Politicians, college leadership statewide and others from the Delaware state science community gathered Jan. 11 at Delaware State University to kick off a $19.2-million federal grant to research water issues and solutions for the state and beyond.

Project WICCED — Water in the Changing Coastal Environment of Delaware — is a cooperative endeavor of the University of Delaware, Delaware State University, Delaware Technical Community College and Wesley College.

The federal grant comes through the state’s Established Program to Stimulate Competitive Research. Started in 2003, Delaware’s EPSCoR program provides federal research money to states that typically don’t get that funding.

“This grant provides opportunities that we would not be able to offer our students without this collaboration,” said Wesley President Robert E. Clark II. “This type of research and forward thinking is essential as we work to solve tomorrow’s challenges today.”

More than 90 percent of Delaware’s waterways are polluted making this issue an important one for the overall health of the state’s population, according to the Department of Natural Resources and Environmental Control. With the support of state leadership, Delaware will fund the grant project with an additional $3.8 million.
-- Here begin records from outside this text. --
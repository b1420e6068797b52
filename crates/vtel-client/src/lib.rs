//! Vehicle Telemetry Client Library
//!
//! Provides a typed HTTP client for an owner-style vehicle REST API and its
//! line-oriented telemetry stream.
//!
//! # Example
//!
//! ```rust,no_run
//! use vtel_client::{ClientConfig, Credential, VehicleClient};
//!
//! #[tokio::main]
//! async fn main() -> anyhow::Result<()> {
//!     let credential = Credential::new("client-id", "client-secret", "me@example.com", "password");
//!     let client = VehicleClient::connect(ClientConfig::default(), credential).await?;
//!
//!     // List vehicles on the account
//!     let vehicles = client.list_vehicles().await?;
//!
//!     // Read one state resource
//!     let charge = client.charge_state(vehicles[0].id).await?;
//!     println!("battery: {:?}%", charge.battery_level);
//!
//!     // Or the full snapshot
//!     let snapshot = client.fetch_all(vehicles[0].id).await?;
//!
//!     Ok(())
//! }
//! ```
//!
//! # Reusing a token
//!
//! A token persisted from an earlier session can be reused as long as more
//! than an hour of its lifetime remains:
//!
//! ```rust,ignore
//! let client = VehicleClient::with_token(ClientConfig::default(), token)?;
//! ```
//!
//! # Testing
//!
//! The `testing` module serves an axum router on a local port:
//!
//! ```rust,ignore
//! use vtel_client::testing::TestServer;
//!
//! let server = TestServer::start(router).await?;
//! let client = server.connect(credential).await?;
//! ```

pub mod auth;
mod client;
pub mod config;
mod error;
pub mod streaming;
pub mod testing;
mod types;

pub use auth::{AuthClient, Credential, TokenStore};
pub use client::VehicleClient;
pub use config::ClientConfig;
pub use error::{Result, VtelError};
pub use types::*;

// Re-export streaming types for convenience
pub use streaming::{StreamClient, StreamError, StreamEvent, StreamSession, StreamState};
Delaware is the country’s lowest-lying state making it highly susceptible to rising sea levels and an opportunity to research, collaborate and find solutions that would not only improve Delaware water but be a leader in water solutions. The rising sea levels affect wildlife that depends on freshwater wetlands that could be contaminated by saltwater which is only one example of the water issues facing the state.
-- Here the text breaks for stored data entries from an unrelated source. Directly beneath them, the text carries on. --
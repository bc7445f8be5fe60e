//! UUID errors

/// The error type for UUID parsing and conversion
#[derive(Debug)]
pub struct Error {
    kind: ErrorKind,
    source: Option<Box<dyn std::error::Error + Send + Sync + 'static>>,
    message: String,
}

impl Error {
    pub(crate) fn new(
        kind: ErrorKind,
        source: Option<Box<dyn std::error::Error + Send + Sync + 'static>>,
        message: String,
    ) -> Self {
        Error { kind, source, message }
    }

    pub(crate) fn with_message(kind: ErrorKind, message: impl Into<String>) -> Self {
        Error::new(kind, None, message.into())
    }

    /// Returns the corresponding [ErrorKind] for this error.
    pub fn kind(&self) -> ErrorKind {
        self.kind
    }

    /// Returns the message for this error.
    pub fn message(&self) -> &str {
        &self.message
    }
}

impl std::fmt::Display for Error {
    fn fmt(&self, f: &mut std::fmt::Formatter<'_>) -> std::fmt::Result {
        match (self.message.is_empty(), &self.source) {
            (true, None) => write!(f, "{}", &self.kind),
            (false, None) => write!(f, "{}: {}", &self.kind, &self.message),
            (true, Some(err)) => write!(f, "{}: {}", &self.kind, err),
            (false, Some(err)) => write!(f, "{}: {} ({})", &self.kind, &self.message, err),
        }
    }
}

impl std::error::Error for Error {
    fn source(&self) -> Option<&(dyn std::error::Error + 'static)> {
        self.source.as_ref().map(|x| {
            let x: &(dyn std::error::Error + 'static) = &**x;
            x
        })
    }
}

/// A list of general categories of UUID error.
#[non_exhaustive]
#[derive(Debug, displaydoc::Display, Clone, Copy, PartialEq, Eq, PartialOrd, Ord, Hash)]
pub enum ErrorKind {
    /// malformed UUID string
    MalformedInput,
    /// invalid parameter
    InvalidParameter,
    /// UUID is not derived from the Bluetooth base UUID
    NotRepresentable,
}

impl From<ErrorKind> for Error {
    fn from(kind: ErrorKind) -> Self {
        Error {
            kind,
            source: None,
            message: String::new(),
        }
    }
}

#[cfg(test)]
mod tests {
    use super::*;

    #[test]
    fn display_includes_message() {
        let err = Error::with_message(ErrorKind::MalformedInput, "expected '-' at offset 8");
        assert_eq!(err.to_string(), "malformed UUID string: expected '-' at offset 8");
        assert_eq!(err.kind(), ErrorKind::MalformedInput);
        assert_eq!(err.message(), "expected '-' at offset 8");
    }

    #[test]
    fn display_kind_only() {
        let err = Error::from(ErrorKind::NotRepresentable);
        assert_eq!(err.to_string(), "UUID is not derived from the Bluetooth base UUID");
        assert!(std::error::Error::source(&err).is_none());
    }

    #[test]
    fn source_is_exposed() {
        let inner: Result<[u8; 16], _> = <[u8; 16]>::try_from(&[0u8; 3][..]);
        let inner = inner.unwrap_err();
        let err = Error::new(ErrorKind::InvalidParameter, Some(Box::new(inner)), String::new());
        assert!(std::error::Error::source(&err).is_some());
        assert!(err.to_string().starts_with("invalid parameter: "));
    }
}
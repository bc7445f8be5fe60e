#![warn(missing_docs)]

//! `btcore-uuid` is a 128-bit [Bluetooth] UUID value type for [Rust]. It identifies services and attributes in SDP
//! and GATT, and understands the 16-bit and 32-bit "short" UUIDs that are derived from the Bluetooth Base UUID.
//!
//! [Rust]: https://www.rust-lang.org/
//! [Bluetooth]: https://www.bluetooth.com/specifications/specs/
//!
//! # Usage
//!
//! ```rust
//!# use btcore_uuid::{BtUuid, BluetoothUuidExt};
//!# fn main() -> Result<(), btcore_uuid::Error> {
//!let uuid: BtUuid = "00001101-0000-1000-8000-00805f9b34fb".parse()?;
//!assert!(uuid.is_base_derived());
//!assert_eq!(uuid.to_uuid16()?, 0x1101);
//!assert_eq!(uuid, btcore_uuid::btuuid::service_classes::SERIAL_PORT);
//!assert_eq!(uuid.as_bluetooth_bytes(), &[0x11, 0x01]);
//!#
//!#    Ok(())
//!# }
//! ```
//!
//! # Overview
//!
//! - [Parsing][BtUuid::parse] the canonical `xxxxxxxx-xxxx-xxxx-xxxx-xxxxxxxxxxxx` form and
//!   [formatting][BtUuid::to_uuid_string] it back, lowercase, into a bounded [`UuidString`]
//! - Byte-wise equality, [emptiness][BtUuid::is_empty] and [copying][BtUuid::copy_from]
//! - [Detecting][BtUuid::is_base_derived] Base-UUID-derived values and narrowing them to
//!   [16-bit][BtUuid::to_uuid16] or [32-bit][BtUuid::to_uuid32] short UUIDs
//! - [Constructing][btuuid::bluetooth_uuid_from_u16] full UUIDs from short ones, plus tables of assigned numbers in
//!   [`btuuid`]
//!
//! Conversions to and from [`uuid::Uuid`](::uuid::Uuid) are provided, and [`BluetoothUuidExt`] works on both types.
//!
//! # Feature flags
//!
//! The `serde` feature is available to enable serializing/deserializing UUIDs in their canonical string form.
//!
//! # Logging
//!
//! Rejected input and failed narrowing are reported through [`tracing`] at `debug` and `trace` level. No
//! subscriber is installed by this crate.

pub mod btuuid;
pub mod error;
pub mod uuid;

pub use btuuid::BluetoothUuidExt;
pub use error::Error;
pub use crate::uuid::{BtUuid, UuidString, BASE_UUID, BLUETOOTH_BASE_UUID};

/// Convenience alias for a result with [`Error`]
pub type Result<T, E = Error> = core::result::Result<T, E>;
The five-year grant will assemble teams throughout Delaware’s institutions of higher education to collect and research the state’s water quality and help find solutions to the threats facing the water supply. Once the information is collected and assessed, the collaborators will develop technical and public policy solutions to address the water quality threats to the state.

The grant was made possible by the National Science Foundation EPSCoR Grant No. 1757353 and the state.